HI Rishabh,
You get that error if you have numbers in your submission file that don’t appear with a decimal point “.”. So, if your submission is 1, 0, 1, 1, 0
you will see this error. If it is 1.0, 0.0, 1.0, 1.0, 0.0
you won’t see the error.
I’m not an R expert, but here is how I would force R to output a certain number of decimal places. If anyone has smarter code for this, please share.
# create our data, which is a random sequence of 0's and 1's
fakePredictions <- rbinom(20, 1, 0.5)
# turn these into a data frame so we can print them
predictionsDataframe <- data.frame(fakePredictions)
# However, these are integers. The below will return:
# [1] "integer"
typeof(predictionsDataframe$fakePredictions)
# So, we can force these to be doubles,
predictionsDataframe$fakePredictions <- as.numeric(predictionsDataframe$fakePredictions)
# Now typeof will return:
# [1] "double"
typeof(predictionsDataframe$fakePredictions)
# The parameter nsmall to the format function is the minimum number
# of digits to display after the decimal point
write.csv(format(predictionsDataframe, nsmall=2), "submission.csv")

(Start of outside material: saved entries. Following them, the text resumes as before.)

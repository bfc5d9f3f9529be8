//! End-to-end walkthrough over the in-memory store: submit an ingestion
//! job, poll it, then ask a question and print the answer with its sources,
//! streaming job lifecycle events along the way.
//!
//! Run with:
//!
//! ```bash
//! cargo run --example ingest_and_query
//! ```

use std::sync::Arc;

use ragline::config::RagConfig;
use ragline::embeddings::MockEmbeddingProvider;
use ragline::event_bus::{Event, EventBus, MemorySink};
use ragline::generation::StaticAnswerGenerator;
use ragline::jobs::{AwaitOptions, JobOrchestrator, JobPayload};
use ragline::pipelines::{IngestionPipeline, QueryPipeline};
use ragline::stores::InMemoryVectorStore;
use ragline::types::Document;

#[tokio::main]
async fn main() -> Result<(), Box<dyn std::error::Error>> {
    ragline::telemetry::init();

    let config = RagConfig::builder()
        .collection("demo-docs")
        .chunk_size(400)
        .chunk_overlap(80)
        .build()?;

    let embedder = Arc::new(MockEmbeddingProvider::new());
    let store = Arc::new(InMemoryVectorStore::new());
    let generator = Arc::new(StaticAnswerGenerator::new(
        "Cats are small domesticated mammals that purr when content.",
    ));

    let ingestion = Arc::new(IngestionPipeline::new(
        embedder.clone(),
        store.clone(),
        config.clone(),
    )?);
    let query = Arc::new(QueryPipeline::new(embedder, store, generator, config)?);

    let bus = EventBus::with_sink(MemorySink::new());
    let mut events = bus.subscribe();
    let orchestrator = JobOrchestrator::builder()
        .ingestion(ingestion)
        .query(query)
        .event_bus(bus)
        .build()?;

    tokio::spawn(async move {
        while let Some(event) = events.recv().await {
            if let Event::Job(job) = event {
                println!("  event: {} {} -> {}", job.kind, job.job_id, job.status);
            }
        }
    });

    println!("ingesting...");
    let job = orchestrator
        .submit(JobPayload::IngestDocument {
            document: Document::new(
                "cats.txt",
                "Cats are mammals. They purr when content and sleep most of the day. \
                 Dogs are mammals too, though they rarely purr.",
            ),
        })
        .await;
    let receipt = orchestrator.await_result(job, AwaitOptions::default()).await?;
    println!("ingest result: {}", receipt.transport_payload());

    println!("querying...");
    let job = orchestrator
        .submit(JobPayload::Query {
            question: "What are cats?".to_string(),
            top_k: 5,
        })
        .await;
    let answer = orchestrator.await_result(job, AwaitOptions::default()).await?;
    println!("query result: {}", serde_json::to_string_pretty(&answer.transport_payload())?);

    Ok(())
}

More importantly, however, is that you’re probably not submitting the right values. This question asks for a probability in decimal format from 0 - 1. So, your predictions should look like 0.5, 0.2, 0.7
not just 0s and 1s. If you are submitting just 0s and 1s, you are predicting an outcome with 0% probability or 100% probability. The metric for this competition, Log Loss, puts a very high penalty on being confident and wrong, so your score will be quite bad.
Hope that helps, and good luck in the competition!
TLDR: If your submission is all 0s and 1s your score will be worse than no prediction (i.e., 0.5
for every value).